Il collegio di legittimità è stato chiamato a dipanare numerose questioni giuridiche.
Si riporta di seguito la soluzione da esso prescelta per quelle di maggiore rilievo.
Confisca legittima anche nel caso di prescrizione del reato purché vi sia stato un pieno accertamento del fatto
In tema di lottizzazione abusiva, la confisca ex art. 44, comma 2, d.P.R. 6 giugno 2001, n. 380, dei terreni abusivamente lottizzati e delle opere abusivamente realizzate può essere disposta a fronte di intervenuta prescrizione del reato, anche nel caso in cui lo svolgimento dell’attività istruttoria, pur se necessitato dall’esigenza di accertare il maturare della prescrizione stessa, abbia comunque determinato un “pieno accertamento del fatto”, sotto il profilo oggettivo e soggettivo dello stesso (Sez. 3, n. 5816 del 18/01/2022, Rv. 282833 – 01).
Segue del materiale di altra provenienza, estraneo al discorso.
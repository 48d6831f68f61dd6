use thiserror::Error;

use crate::types::{GlobalId, HostIndex, LocalId};

/// Errors surfaced at the registry's seams.
///
/// Per-entry ingestion failures (unknown local ids, cache misses) are not
/// errors to the caller of `process_update_message`: they are dropped and
/// counted there, and the batch always completes. This enum covers the
/// operations where a caller can actually act on the failure.
#[derive(Debug, Clone, Error, PartialEq, Eq)]
pub enum WorldError {
    /// Creation request named a classification byte this client does not
    /// understand.
    #[error("unsupported object type code: {0}")]
    UnsupportedTypeCode(u8),

    /// No live mapping exists for this (host, local id) pair.
    #[error("no identity mapping for local id {local_id} on host index {host_index}")]
    UnresolvedIdentity {
        host_index: HostIndex,
        local_id: LocalId,
    },

    /// Object is not present (or already dead) in the registry.
    #[error("object {0} not found in registry")]
    ObjectNotFound(GlobalId),
}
Quanto sopra, in particolare, ben si coordina con quanto affermato dalla decisione delle Sezioni unite, che ha affermato come la confisca di cui all’art. 44, comma 2, del d.P.R. 6 giugno 2001, n. 380, può essere disposta anche in presenza di una causa estintiva del reato determinata dalla prescrizione, purché la sussistenza del fatto sia stata già accertata, sotto il profilo oggettivo e soggettivo, nell’ambito di un giudizio che abbia assicurato il pieno contraddittorio e la più ampia partecipazione degli interessati, fermo restando che, una volta intervenuta detta causa, il giudizio, in applicazione dell’art. 129, comma 1, cod. proc. pen., non può proseguire al solo fine di compiere il predetto accertamento (Sez. U, n. 13539 del 30/01/2020, Perroni, Rv. 278870 – 01).
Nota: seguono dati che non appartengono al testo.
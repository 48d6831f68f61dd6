use std::collections::HashMap;
use std::net::SocketAddr;

use crate::host_index::HostIndexTable;
use crate::types::{GlobalId, HostIndex, LocalId};

/// Identity of an object as one simulator host currently names it.
/// Unique only while the mapping is live; a global identifier accumulates
/// many of these over its lifetime (one per region it has occupied), but at
/// any instant at most one key maps to it.
#[derive(Clone, Copy, PartialEq, Eq, Hash, Debug)]
pub struct LocalIdentityKey {
    pub host_index: HostIndex,
    pub local_id: LocalId,
}

/// The single source of truth for "which object is host X currently calling
/// local-id N". Owns the host index table; both are session-scoped state of
/// the registry, not globals.
pub struct LocalIdentityTable {
    hosts: HostIndexTable,
    map: HashMap<LocalIdentityKey, GlobalId>,
}

impl LocalIdentityTable {
    pub fn new() -> Self {
        Self {
            hosts: HostIndexTable::new(),
            map: HashMap::new(),
        }
    }

    pub fn index_for(&mut self, host: SocketAddr) -> HostIndex {
        self.hosts.index_for(host)
    }

    /// Builds the key for `(host, local_id)` without allocating a host
    /// index: `None` means this host has never been heard from, so nothing
    /// can be mapped under it.
    pub fn key_for(&self, host: SocketAddr, local_id: LocalId) -> Option<LocalIdentityKey> {
        let host_index = self.hosts.get(host)?;
        Some(LocalIdentityKey {
            host_index,
            local_id,
        })
    }

    /// Resolves a host-scoped identity to its stable global identifier.
    /// Indexes the host as a side effect: even a failed resolve means we
    /// have now heard from this host.
    pub fn resolve(&mut self, host: SocketAddr, local_id: LocalId) -> Option<GlobalId> {
        let host_index = self.hosts.index_for(host);
        self.map
            .get(&LocalIdentityKey {
                host_index,
                local_id,
            })
            .copied()
    }

    pub fn get(&self, key: LocalIdentityKey) -> Option<GlobalId> {
        self.map.get(&key).copied()
    }

    /// Installs (or overwrites) the mapping for `(host, local_id)`.
    pub fn bind(
        &mut self,
        global_id: GlobalId,
        host: SocketAddr,
        local_id: LocalId,
    ) -> LocalIdentityKey {
        let host_index = self.hosts.index_for(host);
        let key = LocalIdentityKey {
            host_index,
            local_id,
        };
        self.map.insert(key, global_id);
        key
    }

    /// Removes the mapping for `(host, local_id)` only if it still names
    /// `global_id`. Local ids are small integers reused across objects, so
    /// an unguarded erase could zap a mapping that a different object has
    /// since claimed. Returns whether an entry was removed.
    pub fn unbind(&mut self, host: SocketAddr, local_id: LocalId, global_id: GlobalId) -> bool {
        let Some(key) = self.key_for(host, local_id) else {
            return false;
        };
        match self.map.get(&key) {
            Some(mapped) if *mapped == global_id => {
                self.map.remove(&key);
                true
            }
            _ => false,
        }
    }

    pub fn len(&self) -> usize {
        self.map.len()
    }

    pub fn is_empty(&self) -> bool {
        self.map.is_empty()
    }
}

impl Default for LocalIdentityTable {
    fn default() -> Self {
        Self::new()
    }
}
Nella specie, inoltre, il giudizio svolto nei confronti degli attuali ricorrenti non si è arrestato nel corso del dibattimento di primo grado, anche perché si era in presenza di un processo cumulativo, essendo proseguito infatti il processo per il delitto di violazione di sigilli. Ed allora, a maggior ragione, nessuno dei ricorrenti può dolersi del fatto che il processo non siasi arrestato ex art. 129, cod. proc. pen. con riferimento al reato contravvenzionale sub a), posto che è già stato affermato che, nel caso di procedimento cumulativo, la confisca “urbanistica” può essere disposta anche in presenza di una causa estintiva dell’illecito lottizzatorio determinata dalla prescrizione, purché ne sia accertato, nel contraddittorio delle parti, l’elemento oggettivo e soggettivo nel prosieguo dell’istruttoria dibattimentale svolta per gli altri reati, ove non sia stato richiesto il proscioglimento fondato sulla maturazione dei termini di prescrizione (Sez. 3, n. 15310 del 25/02/2021, Rv. 281728 – 01). E, nel caso in esame non risulta dagli atti valutabili dal collegio – né tantomeno è stato dedotto da alcuno dei ricorrenti – che nel corso del giudizio di primo grado fosse stato chiesto l’immediato proscioglimento fondato sulla maturazione dei termini di prescrizione del reato lottizzatorio, essendo intervenuta tale richiesta solo all’esito del giudizio, peraltro in via subordinata da parte di tutte le difese (come risulta dalla stessa sentenza di primo grado, in cui tutti gli allora imputati – ad eccezione della difesa di … che aveva chiesto una derubricazione del reato sub a) nella contravvenzione di cui all’art. 44, lett. b), d.P.R. n. 380 del 2001, con conseguente declaratoria di proscioglimento per prescrizione – avevano chiesto in via principale l’adozione di una pronuncia assolutoria con la formula “perché il fatto non costituisce reato”, a comprova che gli elementi istruttori acquisiti fossero idonei a consentire al giudice di primo grado un accertamento nel merito, giustificando nell’ottica difensiva un proscioglimento quantomeno per difetto dell’elemento psicologico).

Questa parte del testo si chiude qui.